Human immunodeficiency virus (HIV) is a global disease that causes progressive CD4^+^ T-cell depletion and increases susceptibility to malignancy, opportunistic infections, and multisystem dysfunction due to immune suppression [1]. Systemic vasculitides, including IgA vasculitis (Henoch-Schönlein purpura {HSP}), represent rare but important manifestations of immune dysregulation and may present atypically in pediatric patients, particularly when underlying immunologic conditions are present. First-line management of HIV includes antiretroviral therapy as well as prophylaxis against opportunistic infections based on CD4^+^ count, both seen in our case. HIV transmission most commonly occurs either perinatally (vertical transmission) or in vulnerable adult populations, including intravenous drug users, men who have sex with men, and sex workers. Newly acquired HIV in pediatric or adolescent populations is significantly less common than perinatal or adult acquisition [1,2]. In the United States, approximately 25.7% of new HIV cases occur in individuals aged 13-24 years, and most are concentrated in the younger adult subgroup. Perinatal transmission still accounts for the majority of HIV cases in younger children, yet behavioral acquisition among adolescents and young adults continues to be a significant and growing public health concern [3]. When adolescents newly acquire HIV, their risk factors often differ from those of adults and may include childhood sexual abuse, trafficking, coercion, or age-related experimentation. While these factors were considered in this case as part of the acquisition assessment, none were explicitly confirmed, and their inclusion highlights broader patterns that contribute to the growing concern of behavioral HIV acquisition in youth.
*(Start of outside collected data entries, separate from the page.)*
//! Configuration loading using the prefer crate for discovery.
//!
//! Every section has full defaults, so an empty file (or no file at all)
//! is a valid configuration. Secrets usually come from the environment.

use std::path::{Path, PathBuf};
use std::time::Duration;

use serde::{Deserialize, Serialize};
use thiserror::Error;
use tracing::{debug, warn};

use crate::extraction::NormalizeConfig;
use crate::llm::LlmConfig;
use crate::scrapers::controller::{DEFAULT_ESCALATION_STATUSES, DEFAULT_MAX_CONTENT_BYTES};
use crate::scrapers::http_client::{DEFAULT_DIRECT_TIMEOUT, DEFAULT_MAX_BODY_BYTES};
use crate::scrapers::{BlockRules, BrowserEngineConfig, IdentityPools, UnblockConfig};

/// Name used for config file discovery.
pub const APP_NAME: &str = "recipe-acquire";

const REDACTED: &str = "********";

#[derive(Debug, Error)]
pub enum ConfigError {
    #[error("failed to read config file {}: {source}", .path.display())]
    Read {
        path: PathBuf,
        #[source]
        source: std::io::Error,
    },
    #[error("failed to parse {format} config {}: {message}", .path.display())]
    Parse {
        path: PathBuf,
        format: &'static str,
        message: String,
    },
}

/// Direct-tier and controller settings.
#[derive(Debug, Clone, PartialEq, Serialize, Deserialize)]
pub struct FetchSettings {
    #[serde(default = "default_direct_timeout_secs")]
    pub direct_timeout_secs: u64,
    /// Cap on returned page text, in bytes.
    #[serde(default = "default_max_content_bytes")]
    pub max_content_bytes: usize,
    /// Cap on a raw response body read off the wire, in bytes.
    #[serde(default = "default_max_body_bytes")]
    pub max_body_bytes: usize,
    /// Direct-tier HTTP statuses that escalate instead of failing.
    #[serde(default = "default_escalation_statuses")]
    pub escalation_statuses: Vec<u16>,
}

fn default_direct_timeout_secs() -> u64 {
    DEFAULT_DIRECT_TIMEOUT.as_secs()
}

fn default_max_content_bytes() -> usize {
    DEFAULT_MAX_CONTENT_BYTES
}

fn default_max_body_bytes() -> usize {
    DEFAULT_MAX_BODY_BYTES
}

fn default_escalation_statuses() -> Vec<u16> {
    DEFAULT_ESCALATION_STATUSES.to_vec()
}

impl Default for FetchSettings {
    fn default() -> Self {
        Self {
            direct_timeout_secs: default_direct_timeout_secs(),
            max_content_bytes: default_max_content_bytes(),
            max_body_bytes: default_max_body_bytes(),
            escalation_statuses: default_escalation_statuses(),
        }
    }
}

impl FetchSettings {
    pub fn direct_timeout(&self) -> Duration {
        Duration::from_secs(self.direct_timeout_secs)
    }
}

/// Configuration file structure.
#[derive(Debug, Clone, Default, PartialEq, Serialize, Deserialize)]
pub struct Config {
    #[serde(default)]
    pub fetch: FetchSettings,
    #[serde(default)]
    pub browser: BrowserEngineConfig,
    #[serde(default)]
    pub unblock: UnblockConfig,
    #[serde(default)]
    pub identity: IdentityPools,
    #[serde(default)]
    pub block: BlockRules,
    #[serde(default)]
    pub normalize: NormalizeConfig,
    #[serde(default)]
    pub llm: LlmConfig,
    /// Path to the config file this was loaded from (not serialized).
    #[serde(skip)]
    pub source_path: Option<PathBuf>,
}

impl Config {
    /// Load configuration using prefer for discovery.
    ///
    /// Falls back to defaults (with env overrides) when no file is found or
    /// the discovered file cannot be parsed.
    pub async fn load() -> Self {
        match prefer::load(APP_NAME).await {
            Ok(pref_config) => match pref_config.source_path() {
                Some(path) => match Self::load_from_path(path).await {
                    Ok(config) => config,
                    Err(e) => {
                        warn!("{}", e);
                        Self::default_with_env()
                    }
                },
                None => Self::default_with_env(),
            },
            Err(_) => {
                debug!("No config file found, using defaults");
                Self::default_with_env()
            }
        }
    }

    /// Defaults with environment variable overrides applied.
    pub fn default_with_env() -> Self {
        Self::default().with_env_overrides()
    }

    /// Load configuration from a specific file path.
    /// Supports JSON, TOML, and YAML based on file extension.
    pub async fn load_from_path(path: &Path) -> Result<Self, ConfigError> {
        let contents = tokio::fs::read_to_string(path)
            .await
            .map_err(|source| ConfigError::Read {
                path: path.to_path_buf(),
                source,
            })?;

        let mut config = Self::parse(path, &contents)?;
        config.source_path = Some(path.to_path_buf());
        debug!("Loaded config from {}", path.display());
        Ok(config.with_env_overrides())
    }

    fn parse(path: &Path, contents: &str) -> Result<Self, ConfigError> {
        let ext = path.extension().and_then(|e| e.to_str()).unwrap_or("json");
        let parse_error = |format: &'static str, message: String| ConfigError::Parse {
            path: path.to_path_buf(),
            format,
            message,
        };

        match ext {
            "toml" => toml::from_str(contents).map_err(|e| parse_error("TOML", e.to_string())),
            "yaml" | "yml" => {
                serde_yaml::from_str(contents).map_err(|e| parse_error("YAML", e.to_string()))
            }
            _ => serde_json::from_str(contents).map_err(|e| parse_error("JSON", e.to_string())),
        }
    }

    /// Load from `--config` when given, otherwise discover.
    pub async fn resolve(explicit: Option<&Path>) -> Result<Self, ConfigError> {
        match explicit {
            Some(path) => Self::load_from_path(path).await,
            None => Ok(Self::load().await),
        }
    }

    /// Apply environment variable overrides.
    ///
    /// - `UNBLOCK_API_KEY`, `UNBLOCK_ENDPOINT`: unblocking proxy
    /// - `CHROME_PATH`: browser executable
    /// - `LLM_*`: see [`LlmConfig::with_env_overrides`]
    pub fn with_env_overrides(self) -> Self {
        self.with_overrides(|key| std::env::var(key).ok())
    }

    pub fn with_overrides(mut self, var: impl Fn(&str) -> Option<String>) -> Self {
        if let Some(key) = var("UNBLOCK_API_KEY").filter(|k| !k.trim().is_empty()) {
            self.unblock.api_key = Some(key);
        }
        if let Some(endpoint) = var("UNBLOCK_ENDPOINT") {
            self.unblock.endpoint = endpoint;
        }
        if let Some(path) = var("CHROME_PATH") {
            self.browser.chrome_path = Some(PathBuf::from(path));
        }
        self.llm = self.llm.with_overrides(&var);
        self
    }

    /// Copy with API keys masked, for display.
    pub fn redacted(&self) -> Self {
        let mut config = self.clone();
        if config.unblock.api_key.is_some() {
            config.unblock.api_key = Some(REDACTED.to_string());
        }
        if config.llm.api_key.is_some() {
            config.llm.api_key = Some(REDACTED.to_string());
        }
        config
    }
}

#[cfg(test)]
mod tests {
    use super::*;
    use std::collections::HashMap;
    use std::io::Write;

    fn write_config(ext: &str, contents: &str) -> tempfile::NamedTempFile {
        let mut file = tempfile::Builder::new()
            .suffix(&format!(".{}", ext))
            .tempfile()
            .unwrap();
        file.write_all(contents.as_bytes()).unwrap();
        file
    }

    #[test]
    fn test_defaults() {
        let config = Config::default();
        assert_eq!(config.fetch.direct_timeout_secs, 20);
        assert_eq!(config.fetch.max_content_bytes, 50_000);
        assert_eq!(config.fetch.escalation_statuses, [401, 403, 406, 429, 451, 503]);
        assert_eq!(config.browser.navigation_timeout_secs, 15);
        assert_eq!(config.unblock.timeout_secs, 45);
        assert_eq!(config.block.min_length, 160);
        assert_eq!(config.normalize.default_instruction_group, "Instructions");
    }

    #[tokio::test]
    async fn test_load_toml() {
        let file = write_config(
            "toml",
            r#"
[fetch]
direct_timeout_secs = 5

[browser]
enabled = false
max_contexts = 1

[block]
extra_phrases = ["please wait while we check"]

[normalize]
default_instruction_group = "הוראות הכנה"
"#,
        );
        let config = Config::load_from_path(file.path()).await.unwrap();
        assert_eq!(config.fetch.direct_timeout(), Duration::from_secs(5));
        assert_eq!(config.fetch.max_content_bytes, 50_000);
        assert!(!config.browser.enabled);
        assert_eq!(config.browser.max_contexts, 1);
        assert_eq!(config.block.extra_phrases, ["please wait while we check"]);
        assert_eq!(config.normalize.default_instruction_group, "הוראות הכנה");
        assert_eq!(config.source_path.as_deref(), Some(file.path()));
    }

    #[tokio::test]
    async fn test_load_yaml_and_json() {
        let file = write_config("yaml", "unblock:\n  endpoint: https://proxy.example/api\n");
        let config = Config::load_from_path(file.path()).await.unwrap();
        assert_eq!(config.unblock.endpoint, "https://proxy.example/api");

        let config = Config::parse(Path::new("c.json"), r#"{"llm": {"model": "qwen2.5:14b"}}"#).unwrap();
        assert_eq!(config.llm.model, "qwen2.5:14b");
        assert!(config.browser.enabled);
    }

    #[tokio::test]
    async fn test_parse_error_names_format() {
        let file = write_config("toml", "[fetch\n");
        let err = Config::load_from_path(file.path()).await.unwrap_err();
        assert!(matches!(err, ConfigError::Parse { format: "TOML", .. }));

        let missing = Config::load_from_path(Path::new("/nonexistent/recipe.toml")).await;
        assert!(matches!(missing, Err(ConfigError::Read { .. })));
    }

    #[test]
    fn test_overrides_and_redaction() {
        let env: HashMap<&str, &str> = HashMap::from([
            ("UNBLOCK_API_KEY", "secret"),
            ("CHROME_PATH", "/opt/chrome"),
            ("LLM_API_KEY", "sk-test"),
        ]);
        let config = Config::default().with_overrides(|k| env.get(k).map(|v| v.to_string()));
        assert_eq!(config.unblock.api_key.as_deref(), Some("secret"));
        assert_eq!(config.browser.chrome_path, Some(PathBuf::from("/opt/chrome")));

        let shown = config.redacted();
        assert_eq!(shown.unblock.api_key.as_deref(), Some(REDACTED));
        assert_eq!(shown.llm.api_key.as_deref(), Some(REDACTED));
        assert_eq!(config.llm.api_key.as_deref(), Some("sk-test"));
    }
}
These factors may also complicate care by introducing legal and ethical complexities regarding reporting and the involvement of external agencies [4].
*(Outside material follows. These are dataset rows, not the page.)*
//! Recipe normalization.
//!
//! Maps whatever JSON the model produced onto [`Recipe`]. Field lookups
//! go through alias lists, every coercion is total, and nothing here
//! returns an error: unusable input becomes `None` or an empty list.
//!
//! Normalizing a normalized recipe (after `serde_json::to_value`) gives the
//! same recipe back.

mod fields;
mod images;
mod ingredients;
mod instructions;
mod nutrition;
mod servings;
mod times;
mod units;

use serde::{Deserialize, Serialize};
use serde_json::{Map, Value};
use tracing::debug;

pub use fields::number_text;
pub use images::is_image_url;
pub use nutrition::nutrient_amount;
pub use servings::coerce_servings;
pub use times::{parse_duration, parse_minutes};
pub use units::{UnitTable, DEFAULT_UNIT_TOKENS};

use crate::models::Recipe;

const TITLE_ALIASES: &[&str] = &["title", "name", "recipeName"];
const DESCRIPTION_ALIASES: &[&str] = &["description", "summary"];
const SOURCE_ALIASES: &[&str] = &["source", "sourceUrl", "source_url", "url"];
const LANGUAGE_ALIASES: &[&str] = &["language", "inLanguage", "lang"];
const NOTES_ALIASES: &[&str] = &["notes", "tips", "note"];

/// Keys whose presence marks an object as a recipe.
const RECIPE_KEYS: &[&str] = &[
    "title",
    "name",
    "recipeName",
    "ingredients",
    "recipeIngredient",
    "ingredientGroups",
    "ingredient_groups",
    "instructions",
    "recipeInstructions",
    "instructionGroups",
    "steps",
];

const MAX_UNWRAP_DEPTH: usize = 4;

/// Normalizer configuration (`[normalize]` section).
#[derive(Debug, Clone, PartialEq, Serialize, Deserialize)]
#[serde(default)]
pub struct NormalizeConfig {
    /// Name given to instruction groups that arrive without one.
    pub default_instruction_group: String,
    /// Measurement-unit tokens used by the misassigned-unit repair.
    pub unit_tokens: Vec<String>,
}

impl Default for NormalizeConfig {
    fn default() -> Self {
        Self {
            default_instruction_group: "Instructions".to_string(),
            unit_tokens: DEFAULT_UNIT_TOKENS.iter().map(|t| t.to_string()).collect(),
        }
    }
}

/// Converts loosely typed model output into a canonical [`Recipe`].
#[derive(Debug, Clone)]
pub struct Normalizer {
    config: NormalizeConfig,
    units: UnitTable,
}

impl Default for Normalizer {
    fn default() -> Self {
        Self::new(NormalizeConfig::default())
    }
}

fn is_recipe_shaped(obj: &Map<String, Value>) -> bool {
    RECIPE_KEYS.iter().any(|k| obj.contains_key(*k))
}

fn is_recipe_type(value: &Value) -> bool {
    match value.get("@type") {
        Some(Value::String(t)) => t.eq_ignore_ascii_case("Recipe"),
        Some(Value::Array(types)) => types
            .iter()
            .any(|t| t.as_str().is_some_and(|t| t.eq_ignore_ascii_case("Recipe"))),
        _ => false,
    }
}

/// Peel arrays, JSON-LD graphs and single-key wrappers off the recipe.
fn unwrap_recipe(value: &Value) -> Option<&Map<String, Value>> {
    let mut current = value;
    for _ in 0..MAX_UNWRAP_DEPTH {
        match current {
            Value::Array(items) => {
                current = items.iter().find(|v| v.is_object())?;
            }
            Value::Object(obj) => {
                if let Some(Value::Array(graph)) = obj.get("@graph") {
                    if let Some(recipe) = graph.iter().find(|v| is_recipe_type(v)) {
                        debug!("Unwrapped recipe from @graph");
                        current = recipe;
                        continue;
                    }
                }
                if is_recipe_shaped(obj) || obj.len() != 1 {
                    return Some(obj);
                }
                match obj.values().next() {
                    Some(inner) if inner.as_object().is_some_and(is_recipe_shaped) => {
                        debug!(
                            "Unwrapped recipe from {:?} wrapper",
                            obj.keys().next().map(String::as_str).unwrap_or_default()
                        );
                        current = inner;
                    }
                    _ => return Some(obj),
                }
            }
            _ => return None,
        }
    }
    current.as_object()
}

impl Normalizer {
    pub fn new(config: NormalizeConfig) -> Self {
        let units = UnitTable::new(config.unit_tokens.iter().cloned());
        Self { config, units }
    }

    pub fn config(&self) -> &NormalizeConfig {
        &self.config
    }

    pub fn units(&self) -> &UnitTable {
        &self.units
    }

    /// Canonical recipe from parsed model output.
    pub fn normalize(&self, value: &Value) -> Recipe {
        let Some(obj) = unwrap_recipe(value) else {
            debug!("Model output has no recipe object; returning empty recipe");
            return Recipe::default();
        };

        let (prep_time_minutes, cook_time_minutes, total_time_minutes) =
            times::resolve_times(obj);

        let ingredient_groups = ingredients::resolve_ingredient_groups(obj, &self.units);
        let ingredients = ingredient_groups
            .iter()
            .flat_map(|g| g.ingredients.iter().cloned())
            .collect();

        let instruction_groups = instructions::resolve_instruction_groups(
            obj,
            &self.config.default_instruction_group,
        );
        let instructions = instruction_groups
            .iter()
            .flat_map(|g| g.instructions.iter().cloned())
            .collect();

        let (image_url, images) = images::resolve_images(obj);

        let recipe = Recipe {
            title: fields::text_field(obj, TITLE_ALIASES),
            description: fields::text_field(obj, DESCRIPTION_ALIASES),
            source: fields::text_field(obj, SOURCE_ALIASES),
            language: fields::text_field(obj, LANGUAGE_ALIASES),
            servings: servings::resolve_servings(obj),
            prep_time_minutes,
            cook_time_minutes,
            total_time_minutes,
            ingredient_groups,
            ingredients,
            instructions,
            instruction_groups,
            notes: fields::first_present(obj, NOTES_ALIASES)
                .map(fields::text_lines)
                .unwrap_or_default(),
            image_url,
            images,
            nutrition: nutrition::resolve_nutrition(obj),
        };

        if recipe.is_empty() {
            debug!("Normalized recipe has no ingredients or instructions");
        }
        recipe
    }
}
Certain populations are disproportionately affected, including Black/African American and Hispanic/Latino youth [3]. Despite this, testing rates remain low. One study found that only 12.9% of high school students and 34.5% of individuals aged 18-24 years had been tested for HIV, and testing rates were significantly lower among males than females, and lower among White and Hispanic/Latino populations than among Black/African American adolescents [3]. Because HIV is infrequent in this age group, it is often excluded from common diagnostic testing, which may delay identification in cases of patients with inconclusive or atypical examination findings. Physicians should be cautious not to dismiss diagnostic possibilities solely on the basis of statistical odds of disease in certain groups.
We present a diagnostically complex case of a 13-year-old male with progressive asymmetric pedal edema and ulcerative lower extremity bullous lesions that were unresponsive to empiric antimicrobial therapy. Diagnostic evaluation and management were complicated by behavioral and psychiatric comorbidities, contributing to delays in testing. Ultimately, expanded laboratory assessment recommendations, including sexually transmitted infection (STI) screening, revealed a new diagnosis of human immunodeficiency virus (HIV) acquired through non-perinatal transmission, reframing the diagnostic approach and guiding subsequent management.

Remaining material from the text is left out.